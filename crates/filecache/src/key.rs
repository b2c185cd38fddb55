//! # Cache Keys
//!
//! Deterministic mapping from a source URL to a filename-safe cache key.
//! The same algorithm backs every operation that names an entry on disk
//! (hit test, write, delete, sweep), so a key derived once is valid
//! everywhere.

use std::fmt;

use sha2::{Digest, Sha256};

/// Identifier for a cached resource, derived from its source URL.
///
/// Rendered as the lowercase hex SHA-256 of the URL string, which doubles as
/// the entry's filename under the cache root.
#[derive(Debug, Clone, PartialEq, Eq, Hash)]
pub struct CacheKey(String);

impl CacheKey {
    /// Derive the key for a source URL.
    ///
    /// Total over any input string and free of external state: the same URL
    /// always yields the same key.
    pub fn derive(url: &str) -> Self {
        let mut hasher = Sha256::new();
        hasher.update(url.as_bytes());
        let hash = hasher.finalize();
        Self(hex::encode(hash))
    }

    /// The key as a filename-safe string.
    pub fn as_str(&self) -> &str {
        &self.0
    }
}

impl fmt::Display for CacheKey {
    fn fmt(&self, f: &mut fmt::Formatter<'_>) -> fmt::Result {
        f.write_str(&self.0)
    }
}

#[cfg(test)]
mod tests {
    use super::*;
    use std::collections::HashSet;

    #[test]
    fn derivation_is_deterministic() {
        let url = "https://example.com/images/logo.png";
        assert_eq!(CacheKey::derive(url), CacheKey::derive(url));
        assert_eq!(CacheKey::derive(url).as_str(), CacheKey::derive(url).as_str());
    }

    #[test]
    fn distinct_urls_yield_distinct_keys() {
        let corpus = [
            "https://example.com/a.png",
            "https://example.com/b.png",
            "https://example.com/a.png?v=2",
            "https://example.com/a.png#frag",
            "http://example.com/a.png",
            "https://example.org/a.png",
            "https://example.com/A.png",
            "ftp://example.com/a.png",
            "https://example.com/nested/a.png",
            "https://example.com/",
        ];

        let keys: HashSet<CacheKey> = corpus.iter().map(|u| CacheKey::derive(u)).collect();
        assert_eq!(keys.len(), corpus.len(), "no collisions expected in corpus");
    }

    #[test]
    fn keys_are_filename_safe_hex() {
        let key = CacheKey::derive("https://example.com/with spaces/ünïcode?q=a&b=c");
        assert_eq!(key.as_str().len(), 64);
        assert!(key.as_str().chars().all(|c| c.is_ascii_hexdigit()));
        assert_eq!(key.as_str(), key.as_str().to_lowercase());
    }

    #[test]
    fn derivation_handles_awkward_inputs() {
        // Must never panic, whatever the caller hands us.
        let _ = CacheKey::derive("");
        let _ = CacheKey::derive("not a url at all");
        let _ = CacheKey::derive("\0\n\t");
        let _ = CacheKey::derive(&"x".repeat(10_000));
    }

    #[test]
    fn display_matches_as_str() {
        let key = CacheKey::derive("https://example.com/a.png");
        assert_eq!(key.to_string(), key.as_str());
    }
}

========================

▶ _YOUR ASSIGNMENT_
Beginning at the first line of the records, retype exactly every line up to and including the one with "entry on disk".

▶ _WRITTEN RESPONSE_
filename crates/filecache/src/key.rs
repository b2c185cd38fddb55
//! # Cache Keys
//!
//! Deterministic mapping from a source URL to a filename-safe cache key.
//! The same algorithm backs every operation that names an entry on disk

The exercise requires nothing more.